Both Hindutva-led India and one-party China blindly believe and follow outdated ideas of European nationalism and its relation to states. The geopolitics in China- and India-dominated Asia is such that smaller cultural communities and nation-states will have to struggle for survival and will remain under threat. What’s worse, it is not only people in India and China but also countries like Nepal, Myanmar and Sri Lanka—all adhere to this murderous belief that humans can and must live only among their own kind and that their kind can live only in a homogenous ethnically and culturally dominant state. Why can’t cultural and linguistic groups exercise their rights wherever they live among other people? Why can’t human values co-exist with cultural and religious values among different peoples within a state? Why can’t differences be structurally respected and embraced?
Seen from this perspective, the BJP government has little credibility to abrogate the special status of Kashmir. Their belief in Hindutva and their silent endorsement of incidents of lynching of Muslims for cow smuggling and alleged beef possession under PM Modi proves that if they can’t protect the life and liberty of Muslims within mainstream India, how can they protect the rights of Muslims in Kashmir even if Kashmir becomes like any other mainstream Indian state?

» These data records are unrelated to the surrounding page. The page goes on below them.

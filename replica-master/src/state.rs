use crate::config::AppConfig;
use replica_agent::replication::MasterRegistry;

pub struct AppState {
    pub config: AppConfig,
    pub registry: MasterRegistry,
}

impl AppState {
    pub fn new(config: AppConfig, registry: MasterRegistry) -> Self {
        Self { config, registry }
    }
}
//! Media formats: named, immutable constraint sets used to pick a rendition.
//!
//! A [`MediaFormat`] describes what an acceptable output looks like: fixed
//! or ranged pixel dimensions, an aspect ratio, a byte-size ceiling, allowed
//! file extensions and a few flags. Formats are only ever created through
//! [`MediaFormatBuilder`], which validates the name once at `build()` time.
//!
//! ## Zero Means Unconstrained
//!
//! Every numeric constraint uses `0` for "no constraint". Fields are `i64` so
//! that negative values survive construction untouched; whether a matcher
//! treats them as unconstrained or as unsatisfiable is decided by
//! [`NegativeConstraintPolicy`](crate::config::NegativeConstraintPolicy).
//!
//! ## Fixed Before Range
//!
//! A format may carry both a fixed `width` and a `min_width..max_width` range.
//! The fixed value wins: range bounds are consulted only when the fixed field
//! on that axis is `0`.
//!
//! | Module | Role |
//! |---|---|
//! | [`builder`] | Fluent staging struct, validated into a `MediaFormat` |
//! | [`registry`] | Named lookup, rendition groups, internal-format filtering |

pub mod builder;
pub mod registry;

pub use builder::{FormatError, MediaFormatBuilder};
pub use registry::FormatRegistry;

use serde::Serialize;
use std::collections::BTreeMap;
use std::fmt;
use std::hash::{Hash, Hasher};

/// An immutable media format. Identity is the name.
#[derive(Debug, Clone, Serialize)]
pub struct MediaFormat {
    pub(crate) name: String,
    pub(crate) label: Option<String>,
    pub(crate) description: Option<String>,
    pub(crate) width: i64,
    pub(crate) min_width: i64,
    pub(crate) max_width: i64,
    pub(crate) height: i64,
    pub(crate) min_height: i64,
    pub(crate) max_height: i64,
    pub(crate) ratio: f64,
    pub(crate) ratio_width: i64,
    pub(crate) ratio_height: i64,
    pub(crate) file_size_max: i64,
    pub(crate) extensions: Vec<String>,
    pub(crate) rendition_group: Option<String>,
    pub(crate) download: bool,
    pub(crate) internal: bool,
    pub(crate) ranking: i32,
    pub(crate) properties: BTreeMap<String, serde_json::Value>,
}

impl MediaFormat {
    pub fn name(&self) -> &str {
        &self.name
    }

    /// Display label; falls back to the name.
    pub fn label(&self) -> &str {
        self.label.as_deref().unwrap_or(&self.name)
    }

    pub fn description(&self) -> Option<&str> {
        self.description.as_deref()
    }

    pub fn width(&self) -> i64 {
        self.width
    }

    pub fn min_width(&self) -> i64 {
        self.min_width
    }

    pub fn max_width(&self) -> i64 {
        self.max_width
    }

    pub fn height(&self) -> i64 {
        self.height
    }

    pub fn min_height(&self) -> i64 {
        self.min_height
    }

    pub fn max_height(&self) -> i64 {
        self.max_height
    }

    /// Aspect ratio (width / height). A ratio pair takes effect only when both
    /// sides are positive; otherwise the directly set value is returned.
    pub fn ratio(&self) -> f64 {
        if self.ratio_width > 0 && self.ratio_height > 0 {
            self.ratio_width as f64 / self.ratio_height as f64
        } else {
            self.ratio
        }
    }

    pub fn ratio_width(&self) -> i64 {
        self.ratio_width
    }

    pub fn ratio_height(&self) -> i64 {
        self.ratio_height
    }

    pub fn file_size_max(&self) -> i64 {
        self.file_size_max
    }

    /// Allowed file extensions, in declaration order. Empty means any.
    pub fn extensions(&self) -> &[String] {
        &self.extensions
    }

    pub fn rendition_group(&self) -> Option<&str> {
        self.rendition_group.as_deref()
    }

    pub fn is_download(&self) -> bool {
        self.download
    }

    pub fn is_internal(&self) -> bool {
        self.internal
    }

    pub fn ranking(&self) -> i32 {
        self.ranking
    }

    pub fn properties(&self) -> &BTreeMap<String, serde_json::Value> {
        &self.properties
    }

    /// String-typed property lookup.
    pub fn property_str(&self, key: &str) -> Option<&str> {
        self.properties.get(key).and_then(|v| v.as_str())
    }

    /// Whether any fixed or ranged pixel dimension is set (non-zero).
    pub fn has_dimension_constraints(&self) -> bool {
        [
            self.width,
            self.height,
            self.min_width,
            self.max_width,
            self.min_height,
            self.max_height,
        ]
        .iter()
        .any(|&v| v != 0)
    }

    /// Name of the first negative numeric constraint, if any.
    pub(crate) fn first_negative_constraint(&self) -> Option<&'static str> {
        let fields = [
            ("width", self.width),
            ("min_width", self.min_width),
            ("max_width", self.max_width),
            ("height", self.height),
            ("min_height", self.min_height),
            ("max_height", self.max_height),
            ("ratio_width", self.ratio_width),
            ("ratio_height", self.ratio_height),
            ("file_size_max", self.file_size_max),
        ];
        fields
            .into_iter()
            .find(|(_, value)| *value < 0)
            .map(|(field, _)| field)
            .or_else(|| (self.ratio < 0.0).then_some("ratio"))
    }
}

impl PartialEq for MediaFormat {
    fn eq(&self, other: &Self) -> bool {
        self.name == other.name
    }
}

impl Eq for MediaFormat {}

impl Hash for MediaFormat {
    fn hash<H: Hasher>(&self, state: &mut H) {
        self.name.hash(state);
    }
}

impl fmt::Display for MediaFormat {
    fn fmt(&self, f: &mut fmt::Formatter<'_>) -> fmt::Result {
        f.write_str(&self.name)
    }
}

Therefore, I agree that given the continuous bleeding of Kashmir and India through Kashmir, there should have been a wider conversation within India, including in Kashmir, among the common people, politicians and intellectuals, about the failure of successive experiments in Kashmir and the way forward. Dialogue and wider conversations should have preceded any last resort action of the kind that occurred in order for it to be persuasive. As it is, it will remain for an independent observer, an example of India’s might against Kashmiri Muslims’ right.
Does Nepal, a sovereign country with a complicated relationship with India, have a lesson to learn from all this? I see at least three immediate lessons. One, keep your house in order and put into reality the best practices of governance for people’s general prosperity. Two, stay away from the dangerous game of playing India against China and China against India. Three, give cultural and linguistic rights to groups within Nepal to eradicate structural inequality in the governance of the state. Dysfunctional, geopolitically partisan and unjust states invite both internal and external troubles.